#### [PROBLEM DESCRIPTION]
Reproduce the following entries exactly, leaving nothing out.

#### [SUPPLIED MATERIAL]
// Copyright (c) 2025 - Cowboy AI, Inc.
//! NATS JetStream event log
//!
//! Implements [`EventLog`] on a JetStream stream. Each logical stream maps to
//! a subject under the log's prefix; the deterministic identity travels as
//! the `Nats-Msg-Id` header so the server also drops duplicates inside its
//! dedup window.

use async_nats::jetstream::{
    self,
    context::{PublishError, PublishErrorKind},
};
use async_nats::HeaderMap;
use async_trait::async_trait;
use tracing::debug;

use super::{EventData, EventLog, ExpectedState};
use crate::errors::{AppendError, IngestionResult, TransientKind};
use crate::jetstream::{ensure_stream, JetStreamConfig, EVENT_LOG_SUBJECT_PREFIX};

/// Header carrying the event type name
pub const EVENT_TYPE_HEADER: &str = "Ledger-Event-Type";

/// Header the server uses for duplicate detection
pub const MESSAGE_ID_HEADER: &str = "Nats-Msg-Id";

/// JetStream-backed event log
///
/// # Example
///
/// ```rust,no_run
/// use ledger_ingest::event_log::JetStreamEventLog;
/// use ledger_ingest::jetstream::JetStreamConfig;
///
/// #[tokio::main]
/// async fn main() -> Result<(), Box<dyn std::error::Error>> {
///     let client = async_nats::connect("nats://localhost:4222").await?;
///     let log = JetStreamEventLog::open(
///         async_nats::jetstream::new(client),
///         JetStreamConfig::event_log(),
///     )
///     .await?;
///     Ok(())
/// }
/// ```
pub struct JetStreamEventLog {
    jetstream: jetstream::Context,
    subject_prefix: String,
}

impl JetStreamEventLog {
    /// Ensure the log stream exists and return a handle to it
    pub async fn open(
        jetstream: jetstream::Context,
        config: JetStreamConfig,
    ) -> IngestionResult<Self> {
        ensure_stream(&jetstream, &config).await?;

        Ok(Self {
            jetstream,
            subject_prefix: EVENT_LOG_SUBJECT_PREFIX.to_string(),
        })
    }

    /// Subject for a logical stream
    ///
    /// Format: ledger.events.<stream-name>
    fn build_subject(&self, stream_name: &str) -> String {
        format!("{}.{}", self.subject_prefix, stream_name)
    }
}

/// Map a JetStream publish failure onto the retry taxonomy
fn classify(error: PublishError) -> AppendError {
    match error.kind() {
        PublishErrorKind::TimedOut => {
            AppendError::transient(TransientKind::DeadlineExceeded, error.to_string())
        }
        PublishErrorKind::StreamNotFound
        | PublishErrorKind::WrongLastMessageId
        | PublishErrorKind::WrongLastSequence => AppendError::Permanent(error.to_string()),
        _ => AppendError::transient(TransientKind::Unavailable, error.to_string()),
    }
}

#[async_trait]
impl EventLog for JetStreamEventLog {
    async fn append_to_stream(
        &self,
        stream_name: &str,
        _expected: ExpectedState,
        events: Vec<EventData>,
    ) -> Result<u64, AppendError> {
        let subject = self.build_subject(stream_name);
        let mut position = 0;

        for event in events {
            let mut headers = HeaderMap::new();
            headers.insert(MESSAGE_ID_HEADER, event.id.to_string().as_str());
            headers.insert(EVENT_TYPE_HEADER, event.kind.as_str());

            let ack = self
                .jetstream
                .publish_with_headers(subject.clone(), headers, event.payload)
                .await
                .map_err(classify)?
                .await
                .map_err(classify)?;

            if ack.duplicate {
                debug!(stream = %stream_name, event_id = %event.id, "Server dropped duplicate append");
            }
            position = ack.sequence;
        }

        Ok(position)
    }
}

#### [ANSWER SPACE]
// Copyright (c) 2025 - Cowboy AI, Inc.
//! NATS JetStream event log
//!
//! Implements [`EventLog`] on a JetStream stream. Each logical stream maps to
//! a subject under the log's prefix; the deterministic identity travels as
//! the `Nats-Msg-Id` header so the server also drops duplicates inside its
//! dedup window.

use async_nats::jetstream::{
    self,
    context::{PublishError, PublishErrorKind},
};
use async_nats::HeaderMap;
use async_trait::async_trait;
use tracing::debug;

use super::{EventData, EventLog, ExpectedState};
use crate::errors::{AppendError, IngestionResult, TransientKind};
use crate::jetstream::{ensure_stream, JetStreamConfig, EVENT_LOG_SUBJECT_PREFIX};

/// Header carrying the event type name
pub const EVENT_TYPE_HEADER: &str = "Ledger-Event-Type";

/// Header the server uses for duplicate detection
pub const MESSAGE_ID_HEADER: &str = "Nats-Msg-Id";

/// JetStream-backed event log
///
/// # Example
///
/// ```rust,no_run
/// use ledger_ingest::event_log::JetStreamEventLog;
/// use ledger_ingest::jetstream::JetStreamConfig;
///
/// #[tokio::main]
/// async fn main() -> Result<(), Box<dyn std::error::Error>> {
///     let client = async_nats::connect("nats://localhost:4222").await?;
///     let log = JetStreamEventLog::open(
///         async_nats::jetstream::new(client),
///         JetStreamConfig::event_log(),
///     )
///     .await?;
///     Ok(())
/// }
/// ```
pub struct JetStreamEventLog {
    jetstream: jetstream::Context,
    subject_prefix: String,
}

impl JetStreamEventLog {
    /// Ensure the log stream exists and return a handle to it
    pub async fn open(
        jetstream: jetstream::Context,
        config: JetStreamConfig,
    ) -> IngestionResult<Self> {
        ensure_stream(&jetstream, &config).await?;

        Ok(Self {
            jetstream,
            subject_prefix: EVENT_LOG_SUBJECT_PREFIX.to_string(),
        })
    }

    /// Subject for a logical stream
    ///
    /// Format: ledger.events.<stream-name>
    fn build_subject(&self, stream_name: &str) -> String {
        format!("{}.{}", self.subject_prefix, stream_name)
    }
}

/// Map a JetStream publish failure onto the retry taxonomy
fn classify(error: PublishError) -> AppendError {
    match error.kind() {
        PublishErrorKind::TimedOut => {
            AppendError::transient(TransientKind::DeadlineExceeded, error.to_string())
        }
        PublishErrorKind::StreamNotFound
        | PublishErrorKind::WrongLastMessageId
        | PublishErrorKind::WrongLastSequence => AppendError::Permanent(error.to_string()),
        _ => AppendError::transient(TransientKind::Unavailable, error.to_string()),
    }
}

#[async_trait]
impl EventLog for JetStreamEventLog {
    async fn append_to_stream(
        &self,
        stream_name: &str,
        _expected: ExpectedState,
        events: Vec<EventData>,
    ) -> Result<u64, AppendError> {
        let subject = self.build_subject(stream_name);
        let mut position = 0;

        for event in events {
            let mut headers = HeaderMap::new();
            headers.insert(MESSAGE_ID_HEADER, event.id.to_string().as_str());
            headers.insert(EVENT_TYPE_HEADER, event.kind.as_str());

            let ack = self
                .jetstream
                .publish_with_headers(subject.clone(), headers, event.payload)
                .await
                .map_err(classify)?
                .await
                .map_err(classify)?;

            if ack.duplicate {
                debug!(stream = %stream_name, event_id = %event.id, "Server dropped duplicate append");
            }
            position = ack.sequence;
        }

        Ok(position)
    }
}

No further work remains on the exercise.